D'un problème de pluriel de politesse qui dégénère en histoire de confidences

Pour rester dans les rapports avec les patrons, il faut bien aborder le sujet des "dialogues".

 

La plupart de mes agriculteur a une bonne trentaine d'années, et beaucoup aussi entre quarante et soixante ans.

 

D'emblée, quand je les rencontre, je les vouvoie. Bon, j'avoue, ceux qui ont mon âge, ou qui sont plus jeunes, en général je les tutoie (c'est arrivé que je les vouvoie les premières heures, et ensuite, je saute au "tu", parce que ça me perturbe trop de vouvoyer un tout jeune....)

 

En général, eux me tutoient. Certains, très peu, me vouvoient, mais ça me perturbe, j'ai tellement pris l'habitude d'être tutoyée que du coup, quand on me dit "vous", je perds tous mes moyens.

 

Je me rappelle toujours en rigolant du Big Boss, qui, lors du premier entretien téléphonique, ensuite à la première rencontre (quand j'ai signé mon contrat), et les premiers jours chez lui, était tout perdu : un coup c'était "tu", un coup "vous", et en prime il bafouillait !!!

 

Je l'ai toujours vouvoyé, tout comme le Grand Manitou.

 

J'avoue que pour le Big Boss, la tentation est grande de lui dire "tu", mais il me l'a jamais demandé. Donc... En plus, connaissant l'animal, c'est peut-être moins risqué de rester avec la distance que ça impose !

 

 

En général, mes patrons ont l'âge de mes parents, ou pas loin. Ici, monsieur Lola a l'âge de mon père, il m'a demandé (ainsi que sa femme) de le tutoyer : ça va tout seul, je n'ai eu aucun problème à m'y faire.

 

Par contre, Monsieur Garou, 33 ans, je le vouvoie, sa femme, 30 ans, aussi, et à part certains coups où ça me parait étrange, ça ne me pose pas de soucis.

 

 

Un seul de mes éleveurs, monsieur Bégonia, me vouvoie. Sa femme me tutoie, je la tutoie aussi. par contre, à lui, je dis "vous". Ca fait des dialogues un peu surréalistes parfois. Il n'a jamais réussi à changer de pronom en s'adressant à moi !

 

 

Par contre, c'est souvent que je me retrouve dans la situation précédente, à vouvoyer le patron, et tutoyer sa femme. A la longue, on s'y fait.

 

En général, comme je l'ai déjà dit, dès le départ je vouvoie : ça implique un respect et une distance qui m'arrangent : je suis leur ouvrière, pas leur grande copine, ni leur fille. 
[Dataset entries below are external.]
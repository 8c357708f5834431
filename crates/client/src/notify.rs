//! Toast-style user notifications.
//!
//! Every failure the client surfaces is also reported through a [`Notifier`]
//! so the user hears about it without the caller having to. Front ends plug
//! in their own notifier; [`TracingNotifier`] is the default and simply turns
//! each toast into a tracing event.

use std::fmt;

/// Severity of a toast.
#[derive(Debug, Clone, Copy, PartialEq, Eq, Hash)]
pub enum ToastLevel {
    Success,
    Info,
    Warning,
    Error,
}

impl fmt::Display for ToastLevel {
    fn fmt(&self, f: &mut fmt::Formatter<'_>) -> fmt::Result {
        let label = match self {
            Self::Success => "success",
            Self::Info => "info",
            Self::Warning => "warning",
            Self::Error => "error",
        };
        f.write_str(label)
    }
}

/// A non-blocking notification shown to the user.
#[derive(Debug, Clone, PartialEq, Eq)]
pub struct Toast {
    pub level: ToastLevel,
    pub message: String,
}

impl Toast {
    #[must_use]
    pub fn new(level: ToastLevel, message: impl Into<String>) -> Self {
        Self {
            level,
            message: message.into(),
        }
    }

    #[must_use]
    pub fn success(message: impl Into<String>) -> Self {
        Self::new(ToastLevel::Success, message)
    }

    #[must_use]
    pub fn info(message: impl Into<String>) -> Self {
        Self::new(ToastLevel::Info, message)
    }

    #[must_use]
    pub fn warning(message: impl Into<String>) -> Self {
        Self::new(ToastLevel::Warning, message)
    }

    #[must_use]
    pub fn error(message: impl Into<String>) -> Self {
        Self::new(ToastLevel::Error, message)
    }
}

/// Sink for user-facing notifications.
///
/// Implementations must not block; they are called from inside request
/// handling.
pub trait Notifier: Send + Sync {
    fn notify(&self, toast: Toast);
}

/// Notifier that emits toasts as tracing events.
#[derive(Debug, Clone, Copy, Default)]
pub struct TracingNotifier;

impl Notifier for TracingNotifier {
    fn notify(&self, toast: Toast) {
        match toast.level {
            ToastLevel::Success | ToastLevel::Info => {
                tracing::info!(level = %toast.level, "{}", toast.message);
            }
            ToastLevel::Warning => tracing::warn!("{}", toast.message),
            ToastLevel::Error => tracing::error!("{}", toast.message),
        }
    }
}

#[cfg(test)]
mod tests {
    use super::*;

    #[test]
    fn test_constructors_set_level() {
        assert_eq!(Toast::success("ok").level, ToastLevel::Success);
        assert_eq!(Toast::warning("careful").level, ToastLevel::Warning);
        assert_eq!(Toast::error("boom").message, "boom");
    }

    #[test]
    fn test_level_display() {
        assert_eq!(ToastLevel::Warning.to_string(), "warning");
    }
}
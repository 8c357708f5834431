//! Client configuration loaded from environment variables.
//!
//! # Environment Variables
//!
//! ## Optional
//! - `BRICKYARD_API_URL` - Primary API origin (default: `http://localhost:5000`)
//! - `BRICKYARD_API_FALLBACK_URLS` - Comma-separated fallback origins, tried in
//!   order when the active origin is unreachable
//! - `BRICKYARD_REQUEST_TIMEOUT_SECS` - Whole-request timeout (default: none)
//! - `BRICKYARD_CONNECT_TIMEOUT_SECS` - Connect timeout (default: none)
//! - `BRICKYARD_SESSION_FILE` - Where the bearer token is persisted
//!   (default: `session.json` in the platform data directory)
//! - `BRICKYARD_TOKEN_CHECK_SECS` - Token expiry polling period (default: 60)
//! - `SENTRY_DSN` - Sentry error tracking DSN
//! - `SENTRY_ENVIRONMENT` - Sentry environment name

use std::path::PathBuf;
use std::time::Duration;

use thiserror::Error;
use url::Url;

/// Primary API origin used when `BRICKYARD_API_URL` is unset.
pub const DEFAULT_API_URL: &str = "http://localhost:5000";

const DEFAULT_TOKEN_CHECK_SECS: u64 = 60;

/// Configuration errors that can occur during loading.
#[derive(Debug, Error)]
pub enum ConfigError {
    #[error("Invalid environment variable {0}: {1}")]
    InvalidEnvVar(String, String),
    #[error("No API base URL configured")]
    NoBaseUrls,
    #[error("Could not determine a data directory; set BRICKYARD_SESSION_FILE")]
    NoDataDir,
}

/// Brickyard client configuration.
#[derive(Debug, Clone)]
pub struct ClientConfig {
    /// Candidate API origins, primary first, without duplicates
    pub base_urls: Vec<Url>,
    /// Whole-request timeout; `None` leaves the transport default
    pub request_timeout: Option<Duration>,
    /// Connect timeout; `None` leaves the transport default
    pub connect_timeout: Option<Duration>,
    /// File holding the persisted session token
    pub session_file: PathBuf,
    /// How often the session checks its token for expiry
    pub token_check_interval: Duration,
    /// Sentry DSN for error tracking
    pub sentry_dsn: Option<String>,
    /// Sentry environment name
    pub sentry_environment: Option<String>,
}

impl ClientConfig {
    /// Load configuration from environment variables.
    ///
    /// Calls `dotenvy::dotenv()` to load from `.env` file if present.
    ///
    /// # Errors
    ///
    /// Returns `ConfigError` if a variable is present but invalid.
    pub fn from_env() -> Result<Self, ConfigError> {
        // Load .env file if present (ignore errors if not found)
        let _ = dotenvy::dotenv();

        let primary = get_env_or_default("BRICKYARD_API_URL", DEFAULT_API_URL);
        let fallbacks = get_optional_env("BRICKYARD_API_FALLBACK_URLS").unwrap_or_default();
        let base_urls = parse_base_urls(&primary, &fallbacks)?;

        let request_timeout = get_optional_secs("BRICKYARD_REQUEST_TIMEOUT_SECS")?;
        let connect_timeout = get_optional_secs("BRICKYARD_CONNECT_TIMEOUT_SECS")?;
        let token_check_interval = get_optional_secs("BRICKYARD_TOKEN_CHECK_SECS")?
            .unwrap_or(Duration::from_secs(DEFAULT_TOKEN_CHECK_SECS));

        let session_file = match get_optional_env("BRICKYARD_SESSION_FILE") {
            Some(path) => PathBuf::from(path),
            None => default_session_file()?,
        };

        Ok(Self {
            base_urls,
            request_timeout,
            connect_timeout,
            session_file,
            token_check_interval,
            sentry_dsn: get_optional_env("SENTRY_DSN"),
            sentry_environment: get_optional_env("SENTRY_ENVIRONMENT"),
        })
    }

    /// Configuration for the given origins with every other setting at its
    /// default. Intended for embedding and tests.
    ///
    /// # Errors
    ///
    /// Returns `ConfigError::NoBaseUrls` if `base_urls` is empty.
    pub fn with_base_urls(base_urls: Vec<Url>, session_file: PathBuf) -> Result<Self, ConfigError> {
        if base_urls.is_empty() {
            return Err(ConfigError::NoBaseUrls);
        }
        Ok(Self {
            base_urls,
            request_timeout: None,
            connect_timeout: None,
            session_file,
            token_check_interval: Duration::from_secs(DEFAULT_TOKEN_CHECK_SECS),
            sentry_dsn: None,
            sentry_environment: None,
        })
    }
}

// =============================================================================
// Helper Functions
// =============================================================================

/// Get an optional environment variable, treating blank values as unset.
fn get_optional_env(key: &str) -> Option<String> {
    std::env::var(key).ok().filter(|v| !v.trim().is_empty())
}

/// Get an environment variable with a default value.
fn get_env_or_default(key: &str, default: &str) -> String {
    get_optional_env(key).unwrap_or_else(|| default.to_string())
}

/// Get an optional positive number of seconds.
fn get_optional_secs(key: &str) -> Result<Option<Duration>, ConfigError> {
    let Some(raw) = get_optional_env(key) else {
        return Ok(None);
    };
    let secs = raw
        .trim()
        .parse::<u64>()
        .map_err(|e| ConfigError::InvalidEnvVar(key.to_string(), e.to_string()))?;
    if secs == 0 {
        return Err(ConfigError::InvalidEnvVar(
            key.to_string(),
            "must be greater than zero".to_string(),
        ));
    }
    Ok(Some(Duration::from_secs(secs)))
}

/// Parse the primary origin and comma-separated fallbacks into an ordered,
/// de-duplicated candidate list.
fn parse_base_urls(primary: &str, fallbacks: &str) -> Result<Vec<Url>, ConfigError> {
    let mut urls: Vec<Url> = Vec::new();

    let candidates = std::iter::once(("BRICKYARD_API_URL", primary)).chain(
        fallbacks
            .split(',')
            .map(str::trim)
            .filter(|s| !s.is_empty())
            .map(|s| ("BRICKYARD_API_FALLBACK_URLS", s)),
    );

    for (key, raw) in candidates {
        let url = Url::parse(raw.trim())
            .map_err(|e| ConfigError::InvalidEnvVar(key.to_string(), format!("{raw}: {e}")))?;
        if !matches!(url.scheme(), "http" | "https") {
            return Err(ConfigError::InvalidEnvVar(
                key.to_string(),
                format!("{raw}: scheme must be http or https"),
            ));
        }
        if !urls.contains(&url) {
            urls.push(url);
        }
    }

    if urls.is_empty() {
        return Err(ConfigError::NoBaseUrls);
    }
    Ok(urls)
}

fn default_session_file() -> Result<PathBuf, ConfigError> {
    directories::ProjectDirs::from("com", "Brickyard", "brickyard")
        .map(|dirs| dirs.data_dir().join("session.json"))
        .ok_or(ConfigError::NoDataDir)
}

#[cfg(test)]
#[allow(clippy::unwrap_used)]
mod tests {
    use super::*;

    #[test]
    fn test_parse_base_urls_primary_only() {
        let urls = parse_base_urls("http://localhost:5000", "").unwrap();
        assert_eq!(urls.len(), 1);
        assert_eq!(urls[0].as_str(), "http://localhost:5000/");
    }

    #[test]
    fn test_parse_base_urls_keeps_order_and_dedupes() {
        let urls = parse_base_urls(
            "http://localhost:5000",
            " http://192.168.1.20:5000 , ,http://localhost:5000,https://api.brickyard.example",
        )
        .unwrap();
        let urls: Vec<&str> = urls.iter().map(Url::as_str).collect();
        assert_eq!(
            urls,
            vec![
                "http://localhost:5000/",
                "http://192.168.1.20:5000/",
                "https://api.brickyard.example/",
            ]
        );
    }

    #[test]
    fn test_parse_base_urls_rejects_garbage() {
        let err = parse_base_urls("not a url", "").unwrap_err();
        assert!(matches!(err, ConfigError::InvalidEnvVar(key, _) if key == "BRICKYARD_API_URL"));
    }

    #[test]
    fn test_parse_base_urls_rejects_non_http_scheme() {
        let err = parse_base_urls("http://localhost:5000", "ftp://files.example").unwrap_err();
        let ConfigError::InvalidEnvVar(key, _) = err else {
            panic!("expected InvalidEnvVar, got {err:?}");
        };
        assert_eq!(key, "BRICKYARD_API_FALLBACK_URLS");
    }

    #[test]
    fn test_with_base_urls_requires_one() {
        let result = ClientConfig::with_base_urls(vec![], PathBuf::from("session.json"));
        assert!(matches!(result, Err(ConfigError::NoBaseUrls)));
    }
}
Quand je passe au tutoiement (à leur demande), c'est bien évidemment toujours avec respect, mais aussi parce que je "sens" bien les patrons. Bon, à part s'ils se mettent en colère et exigent que je les tutoie, quand je le fais, c'est que je "passe une étape", un cap, une avancée dans la familiarité. Et la confiance. 

Par exemple, ça peut vouloir dire que je suis assez à l'aise pour me laisser aller à baver sur leur canapé ou leur fauteuil en dormant pendant la sieste (surtout ça en fait) ; que je peux m'aventurer à trimballer mon bouquin quand on rentre manger, puisque je vais lire après ; etc...

 

 

Ils ne sont pas très nombreux, au final. Parce que des patrons, c'est des patrons.

 

De leur côté, comme je le disais à Philomenne, ils me parlent beaucoup.

 

Quand l'image de l'agriculteur de base c'est la brute épaisse quasiment insensible, et taiseuse, je me suis vite rendue compte que c'est une "légende rurale".

 

Ca m'a même surpris au début (et ça continue, pour certains) de voir ce qu'ils peuvent me confier, à moi. 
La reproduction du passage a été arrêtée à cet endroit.